American cartoonist (1910–1982)

Noel Sickles' Scorchy Smith was collected in this 1977 book published by Nostalgia Press.

Noel Douglas Sickles (January 24, 1910 - October 3, 1982) was an American commercial illustrator and cartoonist, best known for the comic strip Scorchy Smith.

Sickles was born in Chillicothe, Ohio. Largely self-taught, his career began as a political cartoonist for the Ohio State Journal in the late 1920s. At that time he met and shared a studio with cartoonist Milton Caniff, then working for the Columbus Dispatch.

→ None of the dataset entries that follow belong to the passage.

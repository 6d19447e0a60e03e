//! Audio file decoding, resampling and WAV encoding

use std::io::Cursor;
use std::path::Path;

use symphonia::core::audio::SampleBuffer;
use symphonia::core::codecs::{DecoderOptions, CODEC_TYPE_NULL};
use symphonia::core::errors::Error as SymphoniaError;
use symphonia::core::formats::FormatOptions;
use symphonia::core::io::MediaSourceStream;
use symphonia::core::meta::MetadataOptions;
use symphonia::core::probe::Hint;

use zonos_tts_core::{AudioBuffer, Error, Result, SpeakerId, Waveform};

/// Decode an audio file to mono samples.
///
/// The returned [`SpeakerId`] is a digest of the file bytes, so the same
/// recording under a different path maps to the same identity.
pub fn decode_audio_file(path: &Path, max_bytes: u64) -> Result<(Waveform, SpeakerId)> {
    let metadata = std::fs::metadata(path)
        .map_err(|e| Error::Input(format!("cannot read {}: {}", path.display(), e)))?;

    if !metadata.is_file() {
        return Err(Error::Input(format!("{} is not a file", path.display())));
    }
    if metadata.len() > max_bytes {
        return Err(Error::Input(format!(
            "{} is {} bytes, limit is {}",
            path.display(),
            metadata.len(),
            max_bytes
        )));
    }

    let bytes = std::fs::read(path)
        .map_err(|e| Error::Input(format!("cannot read {}: {}", path.display(), e)))?;
    let id = SpeakerId::from_bytes(&bytes);

    let mut hint = Hint::new();
    if let Some(ext) = path.extension().and_then(|e| e.to_str()) {
        hint.with_extension(ext);
    }

    let waveform = decode_audio_bytes(bytes, &hint)
        .map_err(|e| Error::Input(format!("cannot decode {}: {}", path.display(), e)))?;

    tracing::debug!(
        path = %path.display(),
        speaker = id.short(),
        sample_rate = waveform.sample_rate,
        duration_ms = waveform.duration_ms(),
        "Decoded reference audio"
    );

    Ok((waveform, id))
}

fn decode_audio_bytes(bytes: Vec<u8>, hint: &Hint) -> std::result::Result<Waveform, String> {
    let mss = MediaSourceStream::new(Box::new(Cursor::new(bytes)), Default::default());

    let probed = symphonia::default::get_probe()
        .format(hint, mss, &FormatOptions::default(), &MetadataOptions::default())
        .map_err(|e| e.to_string())?;
    let mut format = probed.format;

    let track = format
        .tracks()
        .iter()
        .find(|t| t.codec_params.codec != CODEC_TYPE_NULL)
        .ok_or_else(|| "no supported audio track".to_string())?;

    let mut decoder = symphonia::default::get_codecs()
        .make(&track.codec_params, &DecoderOptions::default())
        .map_err(|e| format!("unsupported codec: {}", e))?;
    let track_id = track.id;
    let mut sample_rate = track.codec_params.sample_rate.unwrap_or(0);

    let mut mono = Vec::new();
    while let Ok(packet) = format.next_packet() {
        while !format.metadata().is_latest() {
            format.metadata().pop();
        }

        if packet.track_id() != track_id {
            continue;
        }

        let decoded = match decoder.decode(&packet) {
            Ok(decoded) => decoded,
            // corrupt frame, keep going
            Err(SymphoniaError::DecodeError(_)) => continue,
            Err(e) => return Err(e.to_string()),
        };

        let spec = *decoded.spec();
        if sample_rate == 0 {
            sample_rate = spec.rate;
        }
        let channels = spec.channels.count().max(1);

        let mut buf = SampleBuffer::<f32>::new(decoded.capacity() as u64, spec);
        buf.copy_interleaved_ref(decoded);
        mono.extend(multichannel_to_mono(buf.samples(), channels));
    }

    if sample_rate == 0 {
        return Err("unknown sample rate".to_string());
    }
    if mono.is_empty() {
        return Err("no audio samples".to_string());
    }

    Ok(Waveform::new(mono, sample_rate))
}

/// Average interleaved frames down to one channel
pub fn multichannel_to_mono(samples: &[f32], channels: usize) -> Vec<f32> {
    if channels <= 1 {
        return samples.to_vec();
    }
    samples
        .chunks(channels)
        .map(|frame| frame.iter().sum::<f32>() / frame.len() as f32)
        .collect()
}

/// Linear-interpolation resampling
pub fn resample_linear(samples: &[f32], from_rate: u32, to_rate: u32) -> Result<Vec<f32>> {
    if from_rate == 0 || to_rate == 0 {
        return Err(Error::Audio("sample rate must be greater than 0".to_string()));
    }
    if from_rate == to_rate || samples.is_empty() {
        return Ok(samples.to_vec());
    }

    let ratio = to_rate as f64 / from_rate as f64;
    let output_len = (samples.len() as f64 * ratio).ceil() as usize;
    let last = samples.len() - 1;

    let output = (0..output_len)
        .map(|i| {
            let src_pos = i as f64 / ratio;
            let src_idx = (src_pos.floor() as usize).min(last);
            let frac = (src_pos - src_idx as f64) as f32;
            if src_idx < last {
                samples[src_idx] * (1.0 - frac) + samples[src_idx + 1] * frac
            } else {
                samples[last]
            }
        })
        .collect();

    Ok(output)
}

/// Symmetric mapping: -1.0 -> -32768, +1.0 -> 32767
pub fn f32_to_pcm16(samples: &[f32]) -> Vec<i16> {
    samples
        .iter()
        .map(|&x| {
            let x = if x.is_finite() { x.clamp(-1.0, 1.0) } else { 0.0 };
            if x >= 0.0 {
                (x * 32767.0).round() as i16
            } else {
                (x * 32768.0).round() as i16
            }
        })
        .collect()
}

/// Encode a waveform as a 16-bit mono WAV file
pub fn encode_wav(waveform: &Waveform) -> Result<AudioBuffer> {
    if waveform.sample_rate == 0 {
        return Err(Error::Audio("sample rate must be greater than 0".to_string()));
    }

    let spec = hound::WavSpec {
        channels: 1,
        sample_rate: waveform.sample_rate,
        bits_per_sample: 16,
        sample_format: hound::SampleFormat::Int,
    };

    let mut buf = Cursor::new(Vec::<u8>::with_capacity(44 + waveform.len() * 2));
    {
        let mut writer = hound::WavWriter::new(&mut buf, spec).map_err(wav_error)?;
        for sample in f32_to_pcm16(&waveform.samples) {
            writer.write_sample(sample).map_err(wav_error)?;
        }
        writer.finalize().map_err(wav_error)?;
    }

    Ok(AudioBuffer::new(
        buf.into_inner(),
        waveform.sample_rate,
        1,
        waveform.duration_ms(),
    ))
}

fn wav_error(e: hound::Error) -> Error {
    Error::Audio(format!("WAV encoding failed: {}", e))
}
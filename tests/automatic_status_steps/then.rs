//! Then steps for automatic item status BDD scenarios.

use super::world::{AutomaticStatusWorld, run_async};
use rstest_bdd_macros::then;
use scrumboard::{backlog::domain::TaskProgress, status::domain::StatusTag};

fn expect_status(
    found: Option<&StatusTag>,
    expected: &str,
) -> Result<(), eyre::Report> {
    let name = found.map(|tag| tag.name().as_str());
    eyre::ensure!(
        found.is_some_and(|tag| tag.name().matches(expected)),
        "expected status '{expected}', found {name:?}"
    );
    Ok(())
}

#[then(r#"the automatic status is "{status}""#)]
fn automatic_status_is(world: &AutomaticStatusWorld, status: String) -> Result<(), eyre::Report> {
    let item_id = world.item()?.id();
    let derived = run_async(world.backlog.automatic_status(item_id))?;
    expect_status(derived.as_ref(), &status)
}

#[then(r#"the effective status is "{status}""#)]
fn effective_status_is(world: &AutomaticStatusWorld, status: String) -> Result<(), eyre::Report> {
    let item_id = world.item()?.id();
    let shown = run_async(world.backlog.effective_status(item_id))?;
    expect_status(shown.as_ref(), &status)
}

#[then("the item progress is {completed:usize} of {total:usize}")]
fn item_progress_is(
    world: &AutomaticStatusWorld,
    completed: usize,
    total: usize,
) -> Result<(), eyre::Report> {
    let item_id = world.item()?.id();
    let progress = run_async(world.backlog.task_progress(item_id))?;
    eyre::ensure!(
        progress == TaskProgress { completed, total },
        "unexpected progress {progress:?}"
    );
    Ok(())
}
//! In-memory integration tests for project tag collections.

use std::sync::Arc;

use mockable::DefaultClock;
use rstest::{fixture, rstest};
use scrumboard::{
    project::ProjectId,
    tags::{
        adapters::memory::InMemoryTagRepository,
        domain::{CreateTagRequest, TagKind, TagPatch, TagValidationError},
        services::{TagService, TagServiceError},
    },
};

type TestService = TagService<InMemoryTagRepository, DefaultClock>;

#[fixture]
fn service() -> TestService {
    TagService::new(Arc::new(InMemoryTagRepository::new()), Arc::new(DefaultClock))
}

#[rstest]
#[tokio::test(flavor = "multi_thread")]
async fn priorities_are_listed_by_name(service: TestService) -> Result<(), eyre::Report> {
    let project_id = ProjectId::new();
    for (name, color) in [("P2", "#ffaa00"), ("p0", "#ff0000"), ("P1", "#ff5500")] {
        service
            .create_tag(project_id, TagKind::Priority, CreateTagRequest::new(name, color))
            .await?;
    }

    let listed = service.list_tags(project_id, TagKind::Priority).await?;
    let names: Vec<&str> = listed.iter().map(|tag| tag.name()).collect();

    eyre::ensure!(names == ["p0", "P1", "P2"], "unexpected order {names:?}");
    Ok(())
}

#[rstest]
#[tokio::test(flavor = "multi_thread")]
async fn requirement_types_reject_duplicates_per_project(
    service: TestService,
) -> Result<(), eyre::Report> {
    let project_id = ProjectId::new();
    let other_project = ProjectId::new();
    let request = || CreateTagRequest::new("Functional", "#123456");
    service
        .create_tag(project_id, TagKind::RequirementType, request())
        .await?;

    let duplicate = service
        .create_tag(project_id, TagKind::RequirementType, CreateTagRequest::new("FUNCTIONAL", "#000"))
        .await;
    let elsewhere = service
        .create_tag(other_project, TagKind::RequirementType, request())
        .await;

    eyre::ensure!(
        matches!(
            duplicate,
            Err(TagServiceError::Validation(TagValidationError::DuplicateName(_)))
        ),
        "unexpected result {duplicate:?}"
    );
    eyre::ensure!(elsewhere.is_ok(), "other projects keep their own names");
    Ok(())
}

#[rstest]
#[tokio::test(flavor = "multi_thread")]
async fn backlog_tags_can_be_renamed_and_removed(
    service: TestService,
) -> Result<(), eyre::Report> {
    let project_id = ProjectId::new();
    let tag = service
        .create_tag(project_id, TagKind::BacklogTag, CreateTagRequest::new("api", "#444"))
        .await?;

    let renamed = service
        .modify_tag(tag.id(), TagPatch::new().with_name("backend").with_color("#555"))
        .await?;
    service.delete_tag(tag.id()).await?;
    let listed = service.list_tags(project_id, TagKind::BacklogTag).await?;

    eyre::ensure!(renamed.name() == "backend" && renamed.color() == "#555", "patch applied");
    eyre::ensure!(listed.is_empty(), "deleted tags are not listed");
    Ok(())
}
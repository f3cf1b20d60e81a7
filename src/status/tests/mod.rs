//! Unit tests for the status module.
//!
//! Tests cover name validation, the protected-name policy, the registry
//! rules, and service orchestration over the in-memory adapter.
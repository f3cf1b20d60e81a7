//! Repository port for status tag persistence.

use crate::{
    project::ProjectId,
    status::domain::{StatusTag, StatusTagId},
};
use async_trait::async_trait;
use std::sync::Arc;
use thiserror::Error;

/// Result type for status tag repository operations.
pub type StatusTagRepositoryResult<T> = Result<T, StatusTagRepositoryError>;

/// Status tag persistence contract.
///
/// Name uniqueness is a registry rule, not a storage constraint: two
/// concurrent creates with the same name can both succeed.
#[async_trait]
pub trait StatusTagRepository: Send + Sync {
    /// Stores a new status tag.
    ///
    /// # Errors
    ///
    /// Returns [`StatusTagRepositoryError::DuplicateStatus`] when the tag ID
    /// already exists.
    async fn store(&self, tag: &StatusTag) -> StatusTagRepositoryResult<()>;

    /// Stores several new status tags as one batch.
    ///
    /// Either every tag is stored or none is.
    ///
    /// # Errors
    ///
    /// Returns [`StatusTagRepositoryError::DuplicateStatus`] when any tag ID
    /// already exists or appears twice in the batch.
    async fn store_all(&self, tags: &[StatusTag]) -> StatusTagRepositoryResult<()>;

    /// Persists changes to an existing status tag.
    ///
    /// # Errors
    ///
    /// Returns [`StatusTagRepositoryError::NotFound`] when the tag does not
    /// exist.
    async fn update(&self, tag: &StatusTag) -> StatusTagRepositoryResult<()>;

    /// Persists changes to several existing status tags as one batch.
    ///
    /// Either every tag is written or none is.
    ///
    /// # Errors
    ///
    /// Returns [`StatusTagRepositoryError::NotFound`] when any tag does not
    /// exist.
    async fn update_all(&self, tags: &[StatusTag]) -> StatusTagRepositoryResult<()>;

    /// Finds a status tag by identifier, deleted or not.
    ///
    /// Returns `None` when the tag does not exist.
    async fn find_by_id(&self, id: StatusTagId) -> StatusTagRepositoryResult<Option<StatusTag>>;

    /// Returns every status tag of a project, including soft-deleted ones.
    async fn list_for_project(
        &self,
        project_id: ProjectId,
    ) -> StatusTagRepositoryResult<Vec<StatusTag>>;
}

/// Errors returned by status tag repository implementations.
#[derive(Debug, Clone, Error)]
pub enum StatusTagRepositoryError {
    /// A status tag with the same identifier already exists.
    #[error("duplicate status identifier: {0}")]
    DuplicateStatus(StatusTagId),

    /// The status tag was not found.
    #[error("status not found: {0}")]
    NotFound(StatusTagId),

    /// Persistence-layer failure.
    #[error("persistence error: {0}")]
    Persistence(Arc<dyn std::error::Error + Send + Sync>),
}

impl StatusTagRepositoryError {
    /// Wraps a persistence error.
    pub fn persistence(err: impl std::error::Error + Send + Sync + 'static) -> Self {
        Self::Persistence(Arc::new(err))
    }
}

Sickles followed Caniff, creator of the Terry and the Pirates comic strip, to New York City in 1933, where both men initially worked as staff artists for the Associated Press.

==Scorchy Smith==

Noel Sickles' Scorchy Smith (October 2. 1936)

Sickles was assigned to the action/adventure comic Scorchy Smith, whose creator, John Terry, was suffering from tuberculosis. Loosely modeled on Charles Lindbergh, Scorchy was a pilot-for-hire who flew into numerous high-octane globe-trotting adventures. The series, which started in 1930, was heavily influenced by Roy Crane’s adventure strip Wash Tubbs. Sickles initially illustrated the strip as a ghost artist, but he signed his own name after Terry's 1934 death.

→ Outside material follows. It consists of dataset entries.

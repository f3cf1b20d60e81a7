//! Service layer for project tag collections.

use crate::{
    project::ProjectId,
    tags::{
        domain::{
            CreateTagRequest, Tag, TagCollection, TagId, TagKind, TagPatch, TagValidationError,
        },
        ports::{TagRepository, TagRepositoryError},
    },
};
use mockable::Clock;
use std::sync::Arc;
use thiserror::Error;
use tracing::{info, warn};

/// Service-level errors for tag operations.
#[derive(Debug, Error)]
pub enum TagServiceError {
    /// A collection rule rejected the mutation.
    #[error(transparent)]
    Validation(#[from] TagValidationError),
    /// Repository operation failed.
    #[error(transparent)]
    Repository(#[from] TagRepositoryError),
}

/// Result type for tag service operations.
pub type TagServiceResult<T> = Result<T, TagServiceError>;

/// Tag collection orchestration service.
#[derive(Clone)]
pub struct TagService<R, C>
where
    R: TagRepository,
    C: Clock + Send + Sync,
{
    repository: Arc<R>,
    clock: Arc<C>,
}

impl<R, C> TagService<R, C>
where
    R: TagRepository,
    C: Clock + Send + Sync,
{
    /// Creates a new tag service.
    #[must_use]
    pub const fn new(repository: Arc<R>, clock: Arc<C>) -> Self {
        Self { repository, clock }
    }

    /// Creates a tag in one project collection.
    ///
    /// # Errors
    ///
    /// Returns [`TagServiceError::Validation`] when the name is empty or
    /// taken and [`TagServiceError::Repository`] when persistence fails.
    pub async fn create_tag(
        &self,
        project_id: ProjectId,
        kind: TagKind,
        request: CreateTagRequest,
    ) -> TagServiceResult<Tag> {
        let mut collection = self.collection(project_id, kind).await?;
        let tag = collection
            .create_tag(request, &*self.clock)
            .inspect_err(|err| warn!(%project_id, %kind, error = %err, "tag creation rejected"))?;
        self.repository.store(&tag).await?;
        info!(%project_id, %kind, tag_id = %tag.id(), "tag created");
        Ok(tag)
    }

    /// Applies a partial update to a tag.
    ///
    /// # Errors
    ///
    /// Returns [`TagServiceError::Validation`] when the tag is unknown or
    /// the new name is rejected, and [`TagServiceError::Repository`] when
    /// persistence fails.
    pub async fn modify_tag(&self, tag_id: TagId, patch: TagPatch) -> TagServiceResult<Tag> {
        let mut collection = self.owning_collection(tag_id).await?;
        let tag = collection
            .modify_tag(tag_id, patch, &*self.clock)
            .inspect_err(|err| warn!(%tag_id, error = %err, "tag modification rejected"))?;
        self.repository.update(&tag).await?;
        info!(%tag_id, kind = %tag.kind(), "tag modified");
        Ok(tag)
    }

    /// Soft-deletes a tag.
    ///
    /// # Errors
    ///
    /// Returns [`TagServiceError::Validation`] when the tag is unknown or
    /// already deleted, and [`TagServiceError::Repository`] when persistence
    /// fails.
    pub async fn delete_tag(&self, tag_id: TagId) -> TagServiceResult<Tag> {
        let mut collection = self.owning_collection(tag_id).await?;
        let tag = collection
            .delete_tag(tag_id, &*self.clock)
            .inspect_err(|err| warn!(%tag_id, error = %err, "tag deletion rejected"))?;
        self.repository.update(&tag).await?;
        info!(%tag_id, kind = %tag.kind(), "tag deleted");
        Ok(tag)
    }

    /// Returns the live tags of one project collection, sorted by name.
    ///
    /// # Errors
    ///
    /// Returns [`TagServiceError::Repository`] when the lookup fails.
    pub async fn list_tags(
        &self,
        project_id: ProjectId,
        kind: TagKind,
    ) -> TagServiceResult<Vec<Tag>> {
        Ok(self.collection(project_id, kind).await?.list_active())
    }

    async fn collection(
        &self,
        project_id: ProjectId,
        kind: TagKind,
    ) -> TagServiceResult<TagCollection> {
        let tags = self.repository.list_for_project(project_id, kind).await?;
        Ok(TagCollection::new(project_id, kind, tags))
    }

    async fn owning_collection(&self, tag_id: TagId) -> TagServiceResult<TagCollection> {
        let tag = self
            .repository
            .find_by_id(tag_id)
            .await?
            .ok_or(TagValidationError::UnknownTag(tag_id))?;
        self.collection(tag.project_id(), tag.kind()).await
    }
}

Sickles' artwork was much admired and proved highly influential to other comic strip artists. His compositions were cinematic in style, and he had a brisk, impressionistic style of inking that he referred to as "chiaroscuro." Sickles also was adept in his application of the shading medium Zipatone. Sickles and Caniff worked together for two years, sometimes writing and drawing each other's strips. Caniff acknowledged being heavily influenced by Sickles.

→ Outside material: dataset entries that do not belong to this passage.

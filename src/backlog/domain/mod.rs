//! Domain model for backlog items and tasks.
//!
//! Everything here is pure: the resolver, progress, and board rules take
//! collections the caller has already fetched and never touch storage.

mod board;
mod error;
mod ids;
mod item;
mod progress;
mod resolver;
mod task;

pub use board::{BoardColumn, build_board};
pub use error::BacklogDomainError;
pub use ids::{BacklogItemId, TaskId};
pub use item::{BacklogItem, ItemKind, ItemStatus};
pub use progress::TaskProgress;
pub use resolver::AutomaticStatusResolver;
pub use task::Task;
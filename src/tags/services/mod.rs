//! Application services for project tags.

mod tags;

pub use tags::{TagService, TagServiceError, TagServiceResult};
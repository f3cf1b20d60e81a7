//! Application services for status tag management.

mod registry;

pub use registry::{
    StatusRegistryService, StatusRegistryServiceError, StatusRegistryServiceResult,
};
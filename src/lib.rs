//! Scrumboard: status rules for Scrum project boards.
//!
//! This crate provides the status tag registry of a project and the rules
//! that derive the status of a backlog item from the statuses of its tasks.
//!
//! # Architecture
//!
//! Scrumboard follows hexagonal architecture principles:
//!
//! - **Domain**: Pure business rules with no infrastructure dependencies
//! - **Ports**: Abstract trait interfaces for persistence
//! - **Adapters**: Concrete implementations of ports (in-memory stores)
//! - **Services**: Orchestration of fetch, validate, and persist steps
//!
//! # Modules
//!
//! - [`status`]: Status tag registry with naming and protection invariants
//! - [`backlog`]: Tasks, backlog items, and automatic status resolution
//! - [`tags`]: Generic store for backlog tags, priorities, and requirement tags
//! - [`project`]: Project identifiers shared across modules

pub mod backlog;
mod naming;
pub mod project;
pub mod status;
pub mod tags;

Acknowledging Sickles' influence on his own work, cartoonist Alex Toth described him as an "illustrator/reporter" who "didn't exaggerate. He didn't cartoon things. He played it straight!"

John Romita also recognized the importance of Sickles's work: "Toth loosened everybody up and got everybody wide awake. They all discovered Scorchy Smith. They discovered Sickles because Toth maybe had 300 dailies of Noel Sickles in a stack of Photostats. People were copying from that stack of Photostats, and handing them out to each other. The whole industry was using those Scorchy Smith dailies. And that’s when I found out that Caniff and Sickles had developed that style together. We all sprang from that. I think it lit a fire under the whole industry."

==Magazine illustration==
Sickles asked the Associated Press for a salary raise in 1936, and when he was turned down, he quit, becoming a successful commercial illustrator. He also ghosted the daily strip The Adventures of Patsy, but otherwise the rest of his career was devoted to magazine illustration. For Life, he illustrated the original publications of The Old Man and the Sea and The Bridges at Toko-Ri.

==Awards and reprints==
He received the National Cartoonists Society's Advertising and Illustration Award for 1960 and 1962. His Scorchy Smith strips were reprinted in Famous Funnies and in two collections published by Nostalgia Press in the 1970s. The end of his run was reprinted in Big Fun Comics (published by American Comic Archive) which also published Bert Christman's run on the strip. In 2008 IDW Publishing published Scorchy Smith and the Art of Noel Sickles, which reprints the complete 1933–36 run of Scorchy Smith by Sickles. ISBN 1-60010-206-9 He received the Inkpot Award in 1976.

In 1983, Sickles was posthumously inducted into the Society of Illustrators Hall of Fame.

==Death==
Sickles died in Tucson, Arizona, on October 3, 1982. Sickles was interred in Grandview Cemetery, Chillicothe, Ross County, Ohio.